I am in Wellington right now, the capital of New Zealand. Today was a nice day. The weather was good, I saw a lot in my short time here, and am getting some things done. My time in Wellington did not start off so great yesterday, and I had what was probably my first “bad” day. When you travel for an extended period of time, you come to expect some bad days here and there; a bad meal, a missed train etc. I think that is the main reason many Americans don’t travel overseas for vacation. Since we don’t get a lot of time, we want to go somewhere easy, where they speak English, they have food we like, they pick us up at the airport and all that. We don’t have the time or energy to try and figure out the language or the public transport. So we go to resorts in Mexico or someplace similar so we don’t have to worry about anything. Which is perfectly understandable if you just want some rest and relaxation. However, since I am traveling for a long time overseas, I was sort of surprised everything was going so smoothly, until yesterday.
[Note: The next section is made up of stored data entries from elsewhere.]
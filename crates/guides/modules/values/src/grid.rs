//! Baseline grid arithmetic.
//!
//! Guides snap elements onto a repeating grid (an 8px baseline grid, for
//! example). The remainder of a size against that grid is what has to be
//! trimmed off, or added, to land on a grid line.

use log::debug;
use serde::{Deserialize, Serialize};

use crate::error::{GuideError, Result};
use crate::length::{CssLength, format_px};

/// A validated, strictly positive grid interval in pixels.
#[derive(Clone, Copy, Debug, PartialEq, PartialOrd, Serialize, Deserialize)]
#[serde(try_from = "f64", into = "f64")]
pub struct GridUnit(f64);

impl GridUnit {
    /// Validate `pixels` as a grid interval.
    ///
    /// # Errors
    /// Returns [`GuideError::InvalidArgument`] for zero, negative or non-finite units.
    pub fn new(pixels: f64) -> Result<Self> {
        if pixels.is_finite() && pixels > 0.0 {
            Ok(Self(pixels))
        } else {
            debug!(target: "guides_values", "rejecting grid unit {pixels}");
            Err(GuideError::invalid(format!(
                "grid unit must be a positive finite number, got {pixels}"
            )))
        }
    }

    /// The interval in pixels.
    #[inline]
    pub const fn get(self) -> f64 {
        self.0
    }

    /// Remainder of `value` against this grid.
    ///
    /// Division truncates toward zero, so the result carries the sign of
    /// `value`: `-2` on an 8px grid stays `-2`.
    #[inline]
    pub fn remainder(self, value: f64) -> f64 {
        let rem = value % self.0;
        if rem == 0.0 { 0.0 } else { rem }
    }

    /// `value` with its remainder removed, i.e. moved toward zero onto the
    /// nearest grid line.
    #[inline]
    pub fn trim(self, value: f64) -> f64 {
        value - self.remainder(value)
    }

    /// Amount to add to `value` so it reaches the next grid line away from zero.
    ///
    /// Zero when `value` already sits on the grid.
    pub fn fill(self, value: f64) -> f64 {
        let rem = self.remainder(value);
        if rem == 0.0 {
            0.0
        } else {
            self.0.copysign(rem) - rem
        }
    }
}

impl TryFrom<f64> for GridUnit {
    type Error = GuideError;

    fn try_from(pixels: f64) -> Result<Self> {
        Self::new(pixels)
    }
}

impl From<GridUnit> for f64 {
    fn from(unit: GridUnit) -> Self {
        unit.0
    }
}

/// Remainder of `value` against a grid of `unit` pixels, formatted as CSS text.
///
/// Numeric strings (`"14"`, `"14px"`) are read as pixels and a missing value
/// counts as zero. The sign of the input is kept: `moduloize(-2, 8.0)` is
/// `"-2px"`.
///
/// # Errors
/// Returns [`GuideError::InvalidArgument`] when `unit` is not a positive finite
/// number or `value` is a non-numeric token such as `"auto"`.
pub fn moduloize(value: impl Into<CssLength>, unit: f64) -> Result<String> {
    let grid = GridUnit::new(unit)?;
    let magnitude = value.into().pixel_magnitude()?;
    Ok(format_px(grid.remainder(magnitude)))
}
//! CSS length values as handed to guide components, and their canonical text form.

use core::fmt;

use cssparser::{Parser, ParserInput, Token};
use log::debug;
use serde::{Deserialize, Serialize};

use crate::error::{GuideError, Result};

/// A size as supplied by a caller: pixels, a ready-made CSS token, or nothing.
///
/// Deserializes from the loose JSON shapes component props use: a number is
/// pixels, a string is kept verbatim, and `null` is [`CssLength::Unset`].
#[derive(Clone, Debug, Default, PartialEq, Serialize, Deserialize)]
#[serde(untagged)]
pub enum CssLength {
    /// A plain number, interpreted as CSS pixels.
    Pixels(f64),
    /// A token that already carries its unit or is a keyword (`"1fr"`, `"auto"`).
    Token(String),
    /// No value was given.
    #[default]
    Unset,
}

impl CssLength {
    /// Numeric pixel magnitude of this value.
    ///
    /// [`CssLength::Unset`] counts as zero. Tokens must be a unitless number or a
    /// `px` dimension; keywords and other units have no pixel magnitude.
    ///
    /// # Errors
    /// Returns [`GuideError::InvalidArgument`] when a token is not numeric.
    pub fn pixel_magnitude(&self) -> Result<f64> {
        match self {
            Self::Pixels(value) => Ok(*value),
            Self::Unset => Ok(0.0),
            Self::Token(text) => parse_pixel_token(text),
        }
    }
}

/// Parse `"14"`, `"14px"` or `" -2.5px "` into its pixel value.
///
/// `cssparser` decides whether the text is a single number or `px` dimension;
/// the magnitude is then read from the source slice so it keeps full `f64`
/// precision instead of the tokenizer's `f32`.
fn parse_pixel_token(text: &str) -> Result<f64> {
    let mut input = ParserInput::new(text);
    let mut parser = Parser::new(&mut input);
    let start = parser.position();
    let unit_len = match parser.next() {
        Ok(Token::Number { .. }) => Some(0),
        Ok(Token::Dimension { unit, .. }) if unit.eq_ignore_ascii_case("px") => Some(unit.len()),
        _ => None,
    };
    let source = parser.slice_from(start).trim();
    let magnitude = unit_len
        .and_then(|len| source.get(..source.len() - len))
        .and_then(|digits| digits.parse::<f64>().ok());
    match magnitude {
        Some(value) if parser.is_exhausted() => Ok(value),
        _ => {
            debug!(target: "guides_values", "rejecting non-numeric length token {text:?}");
            Err(GuideError::invalid(format!(
                "expected a number or px length, found {text:?}"
            )))
        }
    }
}

/// Render a pixel quantity as CSS text, e.g. `16.0` → `"16px"`.
///
/// Negative zero is printed as `0px`.
pub fn format_px(value: f64) -> String {
    let value = if value == 0.0 { 0.0 } else { value };
    format!("{value}px")
}

impl fmt::Display for CssLength {
    fn fmt(&self, formatter: &mut fmt::Formatter<'_>) -> fmt::Result {
        match self {
            Self::Pixels(value) => formatter.write_str(&format_px(*value)),
            Self::Token(text) => formatter.write_str(text),
            Self::Unset => formatter.write_str("0px"),
        }
    }
}

/// Canonical CSS text for a caller-supplied size.
///
/// Numbers gain a `px` suffix, tokens pass through untouched and a missing value
/// becomes `"0px"`.
pub fn format_value(value: impl Into<CssLength>) -> String {
    value.into().to_string()
}

impl From<f64> for CssLength {
    #[inline]
    fn from(value: f64) -> Self {
        Self::Pixels(value)
    }
}

impl From<f32> for CssLength {
    #[inline]
    fn from(value: f32) -> Self {
        Self::Pixels(f64::from(value))
    }
}

impl From<i32> for CssLength {
    #[inline]
    fn from(value: i32) -> Self {
        Self::Pixels(f64::from(value))
    }
}

impl From<u32> for CssLength {
    #[inline]
    fn from(value: u32) -> Self {
        Self::Pixels(f64::from(value))
    }
}

impl From<&str> for CssLength {
    #[inline]
    fn from(value: &str) -> Self {
        Self::Token(value.to_owned())
    }
}

impl From<String> for CssLength {
    #[inline]
    fn from(value: String) -> Self {
        Self::Token(value)
    }
}

impl From<&CssLength> for CssLength {
    #[inline]
    fn from(value: &CssLength) -> Self {
        value.clone()
    }
}

impl<T: Into<Self>> From<Option<T>> for CssLength {
    #[inline]
    fn from(value: Option<T>) -> Self {
        value.map_or(Self::Unset, Into::into)
    }
}
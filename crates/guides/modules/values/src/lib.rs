//! Length values and grid arithmetic shared by every layout guide.
//!
//! A guide receives sizes as bare numbers (pixels), pre-unitized tokens such as
//! `"1fr"` or `"auto"`, or nothing at all. This crate turns those into CSS length
//! text and computes how far a value overshoots a repeating grid.

#![forbid(unsafe_code)]

pub mod error;
pub mod grid;
pub mod length;

pub use error::{GuideError, Result};
pub use grid::{GridUnit, moduloize};
pub use length::{CssLength, format_px, format_value};
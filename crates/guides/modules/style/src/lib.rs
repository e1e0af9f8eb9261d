//! Class-name and inline-style combination for guide components.
//!
//! Both combiners are left-to-right folds. [`cx`] keeps every truthy class
//! fragment in order; [`cs`] merges style fragments so the last value given for
//! a property wins.

#![forbid(unsafe_code)]

mod classes;
mod macros;
mod style_map;

pub use classes::{ClassFragment, ClassList, cx};
pub use style_map::{StyleFragment, StyleMap, StyleValue, cs};
//! Padding and spacing normalization for layout guides.
//!
//! Callers describe padding in whichever shape is convenient: one number, a
//! `[block, inline]` pair, a `[top, right, bottom, left]` quadruple, a partial
//! set of named sides, or per-axis `block`/`inline` spacing. [`parse_padding`]
//! folds all of that into a single four-sided [`Edges`] value.

#![forbid(unsafe_code)]

mod edges;
mod resolve;
mod shape;

pub use edges::{Edges, PartialEdges, PartialEnds};
pub use guides_values::{GuideError, Result};
pub use resolve::{PaddingConfig, parse_padding};
pub use shape::{PaddingValue, SpacingValue};
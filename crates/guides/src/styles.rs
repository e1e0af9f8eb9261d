//! Style entries derived from resolved measurements.

use guides_spacing::Edges;
use guides_style::StyleMap;
use guides_values::{CssLength, GridUnit, Result};
use log::debug;

/// `paddingTop`/`paddingRight`/`paddingBottom`/`paddingLeft` entries for `edges`.
pub fn padding_style(edges: &Edges) -> StyleMap {
    StyleMap::new()
        .set("paddingTop", edges.top)
        .set("paddingRight", edges.right)
        .set("paddingBottom", edges.bottom)
        .set("paddingLeft", edges.left)
}

/// A `marginBottom` entry that pushes an element of `height` down onto the next
/// line of a `unit` pixel grid.
///
/// Elements already on the grid get a zero margin.
///
/// # Errors
/// Returns [`GuideError::InvalidArgument`](guides_values::GuideError) for a
/// non-positive unit or a non-numeric height token.
pub fn grid_offset_style(height: impl Into<CssLength>, unit: f64) -> Result<StyleMap> {
    let grid = GridUnit::new(unit)?;
    let height = height.into().pixel_magnitude()?;
    let fill = grid.fill(height);
    debug!(target: "guides", "height {height} on {unit}px grid needs {fill}px");
    Ok(StyleMap::new().set("marginBottom", fill))
}
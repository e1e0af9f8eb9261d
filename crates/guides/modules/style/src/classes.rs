//! Class-name combination.

use core::fmt;

use serde::{Deserialize, Serialize};

/// A space-separated class list built up fragment by fragment.
///
/// Whitespace inside fragments is collapsed; duplicate class names are kept.
///
/// Deserializes from a class string or from a boolean, which names no class
/// (hosts pass `className: cond && "name"`).
#[derive(Clone, Debug, Default, PartialEq, Eq, Hash, Serialize, Deserialize)]
#[serde(from = "RawClassName", into = "String")]
pub struct ClassList {
    joined: String,
}

impl ClassList {
    #[inline]
    pub fn new() -> Self {
        Self::default()
    }

    /// Append a fragment. Falsy fragments (empty text, `false`, `None`) add nothing.
    pub fn push<F: ClassFragment + ?Sized>(&mut self, fragment: &F) -> &mut Self {
        fragment.append_to(self);
        self
    }

    /// Append every class token found in `text`.
    pub fn push_str(&mut self, text: &str) -> &mut Self {
        for token in text.split_ascii_whitespace() {
            if !self.joined.is_empty() {
                self.joined.push(' ');
            }
            self.joined.push_str(token);
        }
        self
    }

    #[inline]
    pub fn is_empty(&self) -> bool {
        self.joined.is_empty()
    }

    #[inline]
    pub fn as_str(&self) -> &str {
        &self.joined
    }

    /// Individual class names in order.
    pub fn classes(&self) -> impl Iterator<Item = &str> {
        self.joined.split(' ').filter(|token| !token.is_empty())
    }

    #[inline]
    pub fn into_string(self) -> String {
        self.joined
    }
}

impl fmt::Display for ClassList {
    fn fmt(&self, formatter: &mut fmt::Formatter<'_>) -> fmt::Result {
        formatter.write_str(&self.joined)
    }
}

impl From<String> for ClassList {
    fn from(text: String) -> Self {
        let mut list = Self::new();
        list.push_str(&text);
        list
    }
}

/// JSON forms a `className` prop takes.
#[derive(Deserialize)]
#[serde(untagged)]
enum RawClassName {
    Text(String),
    Flag(bool),
}

impl From<RawClassName> for ClassList {
    fn from(raw: RawClassName) -> Self {
        match raw {
            RawClassName::Text(text) => text.into(),
            RawClassName::Flag(_) => Self::new(),
        }
    }
}

impl From<ClassList> for String {
    fn from(list: ClassList) -> Self {
        list.joined
    }
}

impl<F: ClassFragment> FromIterator<F> for ClassList {
    fn from_iter<I: IntoIterator<Item = F>>(fragments: I) -> Self {
        let mut list = Self::new();
        for fragment in fragments {
            list.push(&fragment);
        }
        list
    }
}

impl<F: ClassFragment> Extend<F> for ClassList {
    fn extend<I: IntoIterator<Item = F>>(&mut self, fragments: I) {
        for fragment in fragments {
            self.push(&fragment);
        }
    }
}

/// One input to [`cx`]: a class name, or something that may turn out falsy.
pub trait ClassFragment {
    /// Append this fragment's class names, if any, to `list`.
    fn append_to(&self, list: &mut ClassList);
}

impl ClassFragment for str {
    fn append_to(&self, list: &mut ClassList) {
        list.push_str(self);
    }
}

impl ClassFragment for String {
    fn append_to(&self, list: &mut ClassList) {
        list.push_str(self);
    }
}

impl ClassFragment for ClassList {
    fn append_to(&self, list: &mut ClassList) {
        list.push_str(&self.joined);
    }
}

/// A bare boolean names no class; it only shows up as the falsy half of a
/// conditional expression.
impl ClassFragment for bool {
    fn append_to(&self, _list: &mut ClassList) {}
}

impl<T: ClassFragment> ClassFragment for Option<T> {
    fn append_to(&self, list: &mut ClassList) {
        if let Some(fragment) = self {
            fragment.append_to(list);
        }
    }
}

/// `(name, condition)` includes `name` only when `condition` holds.
impl<T: ClassFragment> ClassFragment for (T, bool) {
    fn append_to(&self, list: &mut ClassList) {
        if self.1 {
            self.0.append_to(list);
        }
    }
}

impl<T: ClassFragment + ?Sized> ClassFragment for &T {
    fn append_to(&self, list: &mut ClassList) {
        (**self).append_to(list);
    }
}

/// Join the truthy class fragments in order with single spaces.
///
/// For fragments of different types use the [`cx!`](crate::cx!) macro.
pub fn cx<I>(fragments: I) -> String
where
    I: IntoIterator,
    I::Item: ClassFragment,
{
    fragments.into_iter().collect::<ClassList>().into_string()
}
I woke up in a hostel in Turangi, where I had spent the previous two nights in order to walk the Tongariro Crossing. The “Crossing” as most travelers refer to it, is considered the best one day walk in New Zealand. For a country with hundreds or thousands of walks, this is quite a compliment, and has much to live up to. I had wanted to do the Crossing since I started planning my trip to New Zealand and it was recommended to me by a few people to get my hiking legs. Considered a difficult hike for 18 km and taking about 8 hours, I wasn’t sure I was up to it. I arrived in Turangi from Rotorua with Birgit, a German woman from Heidelberg whom I shared a room with in Rotorua. We got along well and both realized we were on the same route south, so we decided to head to Turangi together to do the Crossing. Many people stay in the bigger town of Taupo for it, since there are other activities in Taupo that people like to do, most notable is sky diving. A bunch of Irish people I was talking to in Rotorua were trying to convince me to go to Taupo with them to skydive, but they were a few days behind my schedule. Since I had lost a few days recovering from my hangover after Walt’s 30th birthday party, I couldn’t affort to hang out in Taupo for any more time. Plus, I was chicken.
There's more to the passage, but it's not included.